The device, called an “infrascanner”, has been approved for use on our shores. It can pick up life-threatening brain haemorrhages and clots in head trauma victims injured on rugby fields, in nursing homes and in car accidents.
It scans a person’s skull, firing infrared signals into the skull to a depth of three centimetres, then shows a negative or positive result.
Bailey said the technology was developed in Israel, and was already used in the United States, India and parts of Europe and the Middle East in warzones, on sports fields and among frontline medical staff.
“It’s extremely valuable for rugby teams because, if somebody gets a concussion, it’s quick and easy to see if they have a bleed if you just put them on the bench.”
No-one in New Zealand has yet got their hands on an infrascanner, but the hope is for it to be rolled out among major sporting bodies, public and private ambulance services, trauma centres and remote healthcare facilities.
At about A$17,000 a unit (about NZ$17,900), the technology isn’t cheap, but had about a 94 per cent rate of accuracy, Bailey said.
“Anyone can be taught to use it and the device can be used anywhere. The scan takes two to three minutes to complete and results correlate with CT scans.”
And if there’s no bleed, there’s the potential to save time and costs of further treatment and tests, Bailey, also a Melbourne paramedic said.
Wellington Free Ambulance head of clinical services Paul Fake had not heard of the device, but said his team was always interested in new technology that could improve patient care.
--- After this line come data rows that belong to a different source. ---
impl MonitorService {
    pub fn new(
        store: Arc<dyn MovementStore>,
        fetcher: Arc<dyn DocketFetch>,
        clock: Arc<dyn Clock>,
        config: Config,
    ) -> Self {
        Self {
            store,
            fetcher,
            clock,
            config,
        }
    }

    /// Execute one run across all eligible cases and return the summary.
    pub async fn run(&self) -> RunSummary {
        let run_id = Uuid::new_v4().to_string();
        let started = Instant::now();
        let deadline = started + self.config.run_deadline;
        let now = self.clock.now();

        let all_cases = match self.store.monitored_cases().await {
            Ok(cases) => cases,
            Err(e) => {
                // Can't even list the cases. The run happened, it just
                // processed nobody; the error rides the summary.
                warn!(run_id = run_id.as_str(), error = %e, "failed to list monitored cases");
                return RunSummary {
                    run_id,
                    ok: true,
                    processed: 0,
                    consultas_ok: 0,
                    atualizacoes_encontradas: 0,
                    errors: vec![RunError {
                        process_number: "*".to_string(),
                        error: e.to_string(),
                    }],
                };
            }
        };

        let tracked = all_cases.len();
        let eligible = scheduler::eligible_cases(all_cases, now, self.config.recheck_interval);

        info!(
            run_id = run_id.as_str(),
            tracked = tracked,
            eligible = eligible.len(),
            workers = self.config.workers,
            "monitor run starting"
        );

        let reports: Vec<CaseReport> = stream::iter(eligible)
            .map(|case| self.check_case(&run_id, case, deadline))
            .buffer_unordered(self.config.workers)
            .collect()
            .await;

        let mut summary = RunSummary {
            run_id: run_id.clone(),
            ok: true,
            processed: reports.len(),
            consultas_ok: 0,
            atualizacoes_encontradas: 0,
            errors: Vec::new(),
        };

        for report in reports {
            match report.result {
                Ok(CaseOutcome::Found(_)) => {
                    summary.consultas_ok += 1;
                    summary.atualizacoes_encontradas += 1;
                }
                Ok(CaseOutcome::NoChange) => summary.consultas_ok += 1,
                Err(e) => summary.errors.push(RunError {
                    process_number: report.process_number,
                    error: e.to_string(),
                }),
            }
        }

        info!(
            run_id = run_id.as_str(),
            processed = summary.processed,
            consultas_ok = summary.consultas_ok,
            atualizacoes_encontradas = summary.atualizacoes_encontradas,
            errors = summary.errors.len(),
            elapsed_ms = started.elapsed().as_millis() as u64,
            "monitor run finished"
        );

        summary
    }

    /// The per-case pipeline: fetch → diff → persist → notify. Strictly
    /// sequential within one case; the worker pool only parallelizes
    /// across cases.
    async fn check_case(
        &self,
        run_id: &str,
        case: MonitoredCase,
        deadline: Instant,
    ) -> CaseReport {
        let number = normalize_cnj(&case.number);

        if Instant::now() >= deadline {
            return self
                .fail_case(run_id, &case, &number, CaseError::DeadlineExceeded)
                .await;
        }

        let fetched = match self.fetcher.fetch_movements(&number).await {
            Ok(items) => items,
            Err(e) => return self.fail_case(run_id, &case, &number, e.into()).await,
        };

        let marker = match self.store.latest_marker(&case.id).await {
            Ok(m) => m,
            Err(e) => return self.fail_case(run_id, &case, &number, e.into()).await,
        };

        let batch = diff::new_relevant_movements(&fetched, marker);
        let now = self.clock.now();

        info!(
            run_id = run_id,
            process_id = case.id.as_str(),
            process_number = number.as_str(),
            fetched = fetched.len(),
            new_relevant = batch.len(),
            "consulta realizada"
        );
        self.audit(
            &case,
            &number,
            LogType::ConsultaRealizada,
            format!("Consulta realizada: {} movimentações retornadas", fetched.len()),
            json!({ "run_id": run_id, "items": fetched.len(), "novas": batch.len() }),
            now,
        )
        .await;

        let outcome = if batch.is_empty() {
            // Checked, nothing actionable. Advance the timestamp only.
            if let Err(e) = self.store.mark_checked(&case.id, None, now).await {
                return self.fail_case(run_id, &case, &number, e.into()).await;
            }
            CaseOutcome::NoChange
        } else {
            match self.persist_batch(run_id, &case, &number, &batch, now).await {
                Ok(()) => CaseOutcome::Found(batch.len()),
                Err(e) => return self.fail_case(run_id, &case, &number, e).await,
            }
        };

        // The always-on system note, one per successfully checked case.
        // Looks redundant next to the Andamento notification; the inbox
        // feed consumes both. Keep both.
        let description = match outcome {
            CaseOutcome::Found(n) => {
                format!("Processo {number}: {n} nova(s) movimentação(ões) relevante(s)")
            }
            CaseOutcome::NoChange => format!("Processo {number}: sem novidades"),
        };
        let sistema = NotificationItem::new(
            NotificationType::Sistema,
            NotificationPriority::Normal,
            "Monitoramento de processos".to_string(),
            description,
            case.id.clone(),
            case.owner_id.clone(),
            now,
        );
        self.notify(&case, sistema).await;

        CaseReport {
            process_number: number,
            result: Ok(outcome),
        }
    }

    /// Persist a non-empty batch: insert every movement (duplicates are
    /// no-ops — the store's uniqueness constraint has spoken), update the
    /// case's denormalized summary + checked timestamp, write the audit
    /// entry, and raise the high-priority notification.
    async fn persist_batch(
        &self,
        run_id: &str,
        case: &MonitoredCase,
        number: &str,
        batch: &[NewMovement],
        now: DateTime<Utc>,
    ) -> Result<(), CaseError> {
        for new in batch {
            let movement = Movement {
                process_id: case.id.clone(),
                external_id: new.movement.external_id,
                movement_date: new.movement.date,
                movement_type: new.movement_type,
                full_text: new.movement.conteudo.clone(),
                // Always true for anything the diff engine let through.
                is_relevant: new.movement_type.is_relevant(),
            };
            match self.store.insert_movement(&movement).await? {
                InsertOutcome::Inserted => {}
                InsertOutcome::Duplicate => {
                    // Another run got here first. The invariant held;
                    // nothing to do.
                    warn!(
                        run_id = run_id,
                        process_id = case.id.as_str(),
                        external_id = movement.external_id,
                        "movement already persisted, skipping"
                    );
                }
            }
        }

        // batch is newest-first, so [0] is the freshest movement and the
        // one the case list screen should show.
        let newest = &batch[0].movement;
        let summary = truncate_chars(&newest.conteudo, self.config.summary_max_chars);
        self.store
            .mark_checked(&case.id, Some(&summary), now)
            .await?;

        let types: Vec<String> = batch.iter().map(|n| n.movement_type.to_string()).collect();
        info!(
            run_id = run_id,
            process_id = case.id.as_str(),
            process_number = number,
            count = batch.len(),
            types = ?types,
            "atualização encontrada"
        );
        self.audit(
            case,
            number,
            LogType::AtualizacaoEncontrada,
            format!("{} nova(s) movimentação(ões) relevante(s)", batch.len()),
            json!({ "run_id": run_id, "count": batch.len(), "tipos": types }),
            now,
        )
        .await;

        let preview = truncate_chars(&newest.conteudo, self.config.preview_max_chars);
        let andamento = NotificationItem::new(
            NotificationType::Andamento,
            NotificationPriority::Alta,
            format!("Nova movimentação no processo {number}"),
            format!(
                "{} nova(s) movimentação(ões). Mais recente: {}",
                batch.len(),
                preview
            ),
            case.id.clone(),
            case.owner_id.clone(),
            now,
        );
        self.notify(case, andamento).await;

        Ok(())
    }

    /// Best-effort notification write. By the time a notification exists
    /// the movements, marker and case row are already committed, so a
    /// broken inbox must not flip the case into the error path: the case
    /// would report failed yet skip its next run, and with the marker
    /// advanced a retry could never re-emit the notification anyway.
    async fn notify(&self, case: &MonitoredCase, item: NotificationItem) {
        if let Err(e) = self.store.create_notification(&item).await {
            warn!(
                process_id = case.id.as_str(),
                kind = %item.kind,
                error = %e,
                "failed to create notification"
            );
        }
    }

    /// The per-case error road. Logs `erro_api`, leaves `last_checked_at`
    /// strictly alone, and hands the error to the summary. The case will
    /// be back next run.
    async fn fail_case(
        &self,
        run_id: &str,
        case: &MonitoredCase,
        number: &str,
        error: CaseError,
    ) -> CaseReport {
        warn!(
            run_id = run_id,
            process_id = case.id.as_str(),
            process_number = number,
            error = %error,
            "case check failed — will retry next run"
        );
        self.audit(
            case,
            number,
            LogType::ErroApi,
            format!("Falha ao consultar o processo: {error}"),
            json!({ "run_id": run_id, "error": error.to_string() }),
            self.clock.now(),
        )
        .await;

        CaseReport {
            process_number: number.to_string(),
            result: Err(error),
        }
    }

    /// Best-effort audit append. A broken audit trail is worth a log
    /// line, not a failed case.
    async fn audit(
        &self,
        case: &MonitoredCase,
        number: &str,
        log_type: LogType,
        message: String,
        details: serde_json::Value,
        at: DateTime<Utc>,
    ) {
        let entry = MonitorLogEntry {
            process_id: case.id.clone(),
            process_number: number.to_string(),
            log_type,
            message,
            details,
            created_at: at,
        };
        if let Err(e) = self.store.append_log(&entry).await {
            warn!(
                process_id = case.id.as_str(),
                log_type = %entry.log_type,
                error = %e,
                "failed to append audit entry"
            );
        }
    }
}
“We’re finding more and more that devices that were originally only available at emergency departments are becoming available to our people who are assessing and caring for people in all sorts of locations.
“What we call ‘point of care testing’ is becoming a feature of modern paramedic practice.”
The device has been used on Olympic athletes, in prisons, helicopter rescues and remote areas such as mines, oil rigs and rural areas with limited health resources.
The infrascanner is manufactured by InfraScan Handheld Brain Diagnostics nad has been in the making since about 2004, but this model had been around for less than two years, Bailey said.